Lenda do rap brasiliense, DJ Jamaika morre aos 55 anos

Na última quinta-feira (23/3), o icônico DJ Jamaika, considerado uma lenda do rap brasiliense, faleceu aos 55 anos de idade. O artista vinha enfrentando uma dura batalha contra um câncer, o qual o levou a ser internado no Hospital do Paranoá por um longo período.

Como forma de prestar homenagens, diversos amigos e admiradores do seu trabalho publicaram mensagens nas redes sociais. O velório acontecerá na Administração Regional de Ceilândia, às 13h de sexta-feira (24), seguido pelo enterro às 15h, no Cemitério de Taguatinga.

Jefferson da Silva Alves, nascido em Taguatinga em 28 de outubro de 1967, iniciou sua carreira em Ceilândia e se tornou um pioneiro do hip-hop brasiliense.

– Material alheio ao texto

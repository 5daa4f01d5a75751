//! Prompt 构建服务
//!
//! 负责构建子主题生成的聊天消息

use crate::llm::ChatMessage;

/// 系统提示词
const SYSTEM_PROMPT: &str = "You are a helpful educational assistant. \
Generate 8-10 relevant subtopics for the given subject. \
Return ONLY a JSON array of strings with subtopic names, no additional text or formatting.";

/// Prompt 服务
pub struct PromptService;

impl PromptService {
    /// 创建新的 Prompt 服务
    pub fn new() -> Self {
        Self
    }

    /// 构建子主题生成的消息列表
    ///
    /// 8-10 条只是给模型的提示，不是对结果的约束。
    pub fn build_subtopic_messages(&self, subject_name: &str) -> Vec<ChatMessage> {
        vec![
            ChatMessage::system(SYSTEM_PROMPT),
            ChatMessage::user(format!(
                "Generate 8-10 relevant subtopics for studying: {}",
                subject_name
            )),
        ]
    }
}

impl Default for PromptService {
    fn default() -> Self {
        Self::new()
    }
}

#[cfg(test)]
mod tests {
    use super::*;

    #[test]
    fn test_build_subtopic_messages() {
        let service = PromptService::new();
        let messages = service.build_subtopic_messages("Linear Algebra");

        assert_eq!(messages.len(), 2);
        assert_eq!(messages[0].role, "system");
        assert!(messages[0].content.contains("JSON array"));
        assert_eq!(messages[1].role, "user");
        assert!(messages[1].content.contains("Linear Algebra"));
    }
}
//! 统一错误处理模块
//!
//! 定义应用级错误类型，并实现 axum 的 IntoResponse trait 以便自动转换为 HTTP 响应。
//! 所有失败都在服务边界处收敛为 `{ "error": message }` 结构，不向调用方抛出未处理的故障。

use axum::{
    http::StatusCode,
    response::{IntoResponse, Response},
    Json,
};
use serde_json::json;
use thiserror::Error;

use crate::llm::LlmError;

/// 应用错误枚举
#[derive(Error, Debug)]
pub enum AppError {
    /// 配置相关错误
    #[error("配置错误: {0}")]
    Config(String),

    /// 上游限流
    #[error("限流: {0}")]
    RateLimited(String),

    /// AI 额度耗尽
    #[error("额度耗尽: {0}")]
    QuotaExhausted(String),

    /// 上游网关错误
    #[error("上游错误: {0}")]
    Upstream(String),

    /// 请求参数错误
    #[error("请求错误: {0}")]
    BadRequest(String),
}

impl AppError {
    /// 对应的 HTTP 状态码
    ///
    /// 限流和额度耗尽原样透传 429/402，其余归为 500/400。
    pub fn status_code(&self) -> StatusCode {
        match self {
            AppError::Config(_) => StatusCode::INTERNAL_SERVER_ERROR,
            AppError::RateLimited(_) => StatusCode::TOO_MANY_REQUESTS,
            AppError::QuotaExhausted(_) => StatusCode::PAYMENT_REQUIRED,
            AppError::Upstream(_) => StatusCode::INTERNAL_SERVER_ERROR,
            AppError::BadRequest(_) => StatusCode::BAD_REQUEST,
        }
    }

    /// 返回给前端的错误消息
    pub fn message(&self) -> &str {
        match self {
            AppError::Config(msg)
            | AppError::RateLimited(msg)
            | AppError::QuotaExhausted(msg)
            | AppError::Upstream(msg)
            | AppError::BadRequest(msg) => msg,
        }
    }

    /// 错误分类标识（用于请求日志）
    pub fn kind(&self) -> &'static str {
        match self {
            AppError::Config(_) => "config",
            AppError::RateLimited(_) => "rate_limited",
            AppError::QuotaExhausted(_) => "quota_exhausted",
            AppError::Upstream(_) => "upstream",
            AppError::BadRequest(_) => "bad_request",
        }
    }
}

impl IntoResponse for AppError {
    fn into_response(self) -> Response {
        let status = self.status_code();
        let body = Json(json!({
            "error": self.message()
        }));

        (status, body).into_response()
    }
}

/// 上游错误到应用错误的映射
///
/// 429/402 带专属的用户可见消息，其余网关失败归为通用错误。
impl From<LlmError> for AppError {
    fn from(err: LlmError) -> Self {
        match err {
            LlmError::Api { status: 429, .. } => {
                AppError::RateLimited("Rate limit exceeded. Please try again later.".to_string())
            }
            LlmError::Api { status: 402, .. } => AppError::QuotaExhausted(
                "AI credits depleted. Please add credits to continue.".to_string(),
            ),
            LlmError::Api { .. } => AppError::Upstream("AI gateway error".to_string()),
            LlmError::EmptyResponse => AppError::Upstream("No content in AI response".to_string()),
            LlmError::Config(msg) => AppError::Config(msg),
            LlmError::Http(e) => AppError::Upstream(format!("AI gateway request failed: {}", e)),
        }
    }
}

/// 便捷类型别名
pub type AppResult<T> = Result<T, AppError>;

Ele liderou o grupo de rap Álibi ao lado de seu irmão, Kabala, e conquistou a fama nacional com sucessos como “Tô só observando”, “Rap do Piolho” e “Dois Maluco num Opala 71”.

Durante sua carreira, DJ Jamaika lançou pelo menos sete álbuns, incluindo “Utopia – Se Fosse Sempre Assim…” (1998), “De Rocha” (1999), “Pá doido pirá” (2000), “Antídoto” (2002), e duas estreias em 2008, “Evangelôco” e “Álibi para a Morte”. Em 8 de março, ele lançou seu último trabalho, o videoclipe da música “A Chuva”.

A morte de DJ Jamaika, um ícone do hip-hop de Brasília, foi lamentada por muitos, incluindo o radialista Toninho Pop, que se lembrou do amigo desde 1987, quando eles trabalharam juntos no “Rap do Piolho”. A Secretaria de Cultura do Distrito Federal emitiu uma nota lamentando a morte precoce do rapper e ofereceu seu apoio aos amigos e familiares.